((
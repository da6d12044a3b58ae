use super::Listing;

pub struct CsvFormatter;

impl CsvFormatter {
    pub fn format(listing: &Listing, no_headers: bool) -> String {
        let mut lines = Vec::new();

        if !no_headers {
            lines.push(listing.columns.join(","));
        }

        for row in &listing.rows {
            let escaped: Vec<String> = row.iter().map(|val| escape(val)).collect();
            lines.push(escaped.join(","));
        }

        lines.join("\n")
    }
}

fn escape(val: &str) -> String {
    if val.contains(',') || val.contains('"') || val.contains('\n') {
        format!("\"{}\"", val.replace('"', "\"\""))
    } else {
        val.to_string()
    }
}

#[cfg(test)]
mod tests {
    use super::*;

    #[test]
    fn test_csv_quotes_commas() {
        let mut listing = Listing::new(&["cluster", "area"]);
        listing.push(vec!["c1".to_string(), "bj,north".to_string()]);
        let out = CsvFormatter::format(&listing, false);
        assert_eq!(out, "cluster,area\nc1,\"bj,north\"");
    }

    #[test]
    fn test_csv_no_headers() {
        let mut listing = Listing::new(&["cluster"]);
        listing.push(vec!["c1".to_string()]);
        assert_eq!(CsvFormatter::format(&listing, true), "c1");
    }
}
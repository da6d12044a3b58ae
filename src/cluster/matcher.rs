// Copyright (c) 2025 Nikolay Denev <ndenev@gmail.com>
// SPDX-License-Identifier: BSD-3-Clause

//! Turns textual cluster specs into selectors
//!
//! Patterns are expanded against the ids currently in the registry, so the
//! resulting [`ClusterSelector`] only ever does exact matching.

use super::{ClusterError, ClusterSelector};

/// Spec keyword for "every cluster"
pub const ALL_KEYWORD: &str = "_all";

/// Expands cluster specs against the known cluster ids
///
/// Supports:
/// - Exact ids: "c1"
/// - Glob patterns: "prod-*", "bj-0?"
/// - Comma-separated lists: "c1, c2"
/// - `_all` or an empty spec: no restriction
pub struct ClusterSpecMatcher<'a> {
    known_ids: &'a [String],
}

impl<'a> ClusterSpecMatcher<'a> {
    pub fn new(known_ids: &'a [String]) -> Self {
        Self { known_ids }
    }

    /// Resolve a spec into a selector
    ///
    /// Fails with `UnknownCluster` if an exact id is unknown, or `NoMatch` if the
    /// whole spec matches nothing.
    pub fn resolve(&self, spec: &str) -> Result<ClusterSelector, ClusterError> {
        let spec = spec.trim();
        if spec.is_empty() || spec == ALL_KEYWORD {
            return Ok(ClusterSelector::all());
        }

        let mut matched: Vec<&str> = Vec::new();

        for part in spec.split(',') {
            let pattern = part.trim();
            if pattern.is_empty() {
                continue;
            }

            if pattern.contains('*') || pattern.contains('?') {
                for id in self.known_ids {
                    if glob_match(pattern, id) && !matched.contains(&id.as_str()) {
                        matched.push(id);
                    }
                }
            } else if let Some(id) = self.known_ids.iter().find(|id| *id == pattern) {
                if !matched.contains(&id.as_str()) {
                    matched.push(id);
                }
            } else {
                return Err(ClusterError::UnknownCluster(pattern.to_string()));
            }
        }

        if matched.is_empty() {
            return Err(ClusterError::NoMatch(spec.to_string()));
        }

        Ok(ClusterSelector::new(matched))
    }
}

/// Glob matching with `*` and `?`, iterative with single-star backtracking
fn glob_match(pattern: &str, text: &str) -> bool {
    let pattern: Vec<char> = pattern.chars().collect();
    let text: Vec<char> = text.chars().collect();

    let (mut p, mut t) = (0, 0);
    let mut star: Option<(usize, usize)> = None;

    while t < text.len() {
        match pattern.get(p) {
            Some('?') => {
                p += 1;
                t += 1;
            }
            Some('*') => {
                star = Some((p, t));
                p += 1;
            }
            Some(&c) if c == text[t] => {
                p += 1;
                t += 1;
            }
            _ => match star {
                // let the last star swallow one more char
                Some((sp, st)) => {
                    star = Some((sp, st + 1));
                    p = sp + 1;
                    t = st + 1;
                }
                None => return false,
            },
        }
    }

    pattern[p..].iter().all(|&c| c == '*')
}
))
TASK OBJECTIVE: What you should produce is an exact copy of the records above.

EXERCISE RESULT:
repository da6d12044a3b58ae
use super::Listing;

pub struct CsvFormatter;

impl CsvFormatter {
    pub fn format(listing: &Listing, no_headers: bool) -> String {
        let mut lines = Vec::new();

        if !no_headers {
            lines.push(listing.columns.join(","));
        }

        for row in &listing.rows {
            let escaped: Vec<String> = row.iter().map(|val| escape(val)).collect();
            lines.push(escaped.join(","));
        }

        lines.join("\n")
    }
}

fn escape(val: &str) -> String {
    if val.contains(',') || val.contains('"') || val.contains('\n') {
        format!("\"{}\"", val.replace('"', "\"\""))
    } else {
        val.to_string()
    }
}

#[cfg(test)]
mod tests {
    use super::*;

    #[test]
    fn test_csv_quotes_commas() {
        let mut listing = Listing::new(&["cluster", "area"]);
        listing.push(vec!["c1".to_string(), "bj,north".to_string()]);
        let out = CsvFormatter::format(&listing, false);
        assert_eq!(out, "cluster,area\nc1,\"bj,north\"");
    }

    #[test]
    fn test_csv_no_headers() {
        let mut listing = Listing::new(&["cluster"]);
        listing.push(vec!["c1".to_string()]);
        assert_eq!(CsvFormatter::format(&listing, true), "c1");
    }
}
repository da6d12044a3b58ae
filename src/cluster/matcher.rs
// Copyright (c) 2025 Nikolay Denev <ndenev@gmail.com>
// SPDX-License-Identifier: BSD-3-Clause

//! Turns textual cluster specs into selectors
//!
//! Patterns are expanded against the ids currently in the registry, so the
//! resulting [`ClusterSelector`] only ever does exact matching.

use super::{ClusterError, ClusterSelector};

/// Spec keyword for "every cluster"
pub const ALL_KEYWORD: &str = "_all";

/// Expands cluster specs against the known cluster ids
///
/// Supports:
/// - Exact ids: "c1"
/// - Glob patterns: "prod-*", "bj-0?"
/// - Comma-separated lists: "c1, c2"
/// - `_all` or an empty spec: no restriction
pub struct ClusterSpecMatcher<'a> {
    known_ids: &'a [String],
}

impl<'a> ClusterSpecMatcher<'a> {
    pub fn new(known_ids: &'a [String]) -> Self {
        Self { known_ids }
    }

    /// Resolve a spec into a selector
    ///
    /// Fails with `UnknownCluster` if an exact id is unknown, or `NoMatch` if the
    /// whole spec matches nothing.
    pub fn resolve(&self, spec: &str) -> Result<ClusterSelector, ClusterError> {
        let spec = spec.trim();
        if spec.is_empty() || spec == ALL_KEYWORD {
            return Ok(ClusterSelector::all());
        }

        let mut matched: Vec<&str> = Vec::new();

        for part in spec.split(',') {
            let pattern = part.trim();
            if pattern.is_empty() {
                continue;
            }

            if pattern.contains('*') || pattern.contains('?') {
                for id in self.known_ids {
                    if glob_match(pattern, id) && !matched.contains(&id.as_str()) {
                        matched.push(id);
                    }
                }
            } else if let Some(id) = self.known_ids.iter().find(|id| *id == pattern) {
                if !matched.contains(&id.as_str()) {
                    matched.push(id);
                }
            } else {
                return Err(ClusterError::UnknownCluster(pattern.to_string()));
            }
        }

        if matched.is_empty() {
            return Err(ClusterError::NoMatch(spec.to_string()));
        }

        Ok(ClusterSelector::new(matched))
    }
}

/// Glob matching with `*` and `?`, iterative with single-star backtracking
fn glob_match(pattern: &str, text: &str) -> bool {
    let pattern: Vec<char> = pattern.chars().collect();
    let text: Vec<char> = text.chars().collect();

    let (mut p, mut t) = (0, 0);
    let mut star: Option<(usize, usize)> = None;

    while t < text.len() {
        match pattern.get(p) {
            Some('?') => {
                p += 1;
                t += 1;
            }
            Some('*') => {
                star = Some((p, t));
                p += 1;
            }
            Some(&c) if c == text[t] => {
                p += 1;
                t += 1;
            }
            _ => match star {
                // let the last star swallow one more char
                Some((sp, st)) => {
                    star = Some((sp, st + 1));
                    p = sp + 1;
                    t = st + 1;
                }
                None => return false,
            },
        }
    }

    pattern[p..].iter().all(|&c| c == '*')
}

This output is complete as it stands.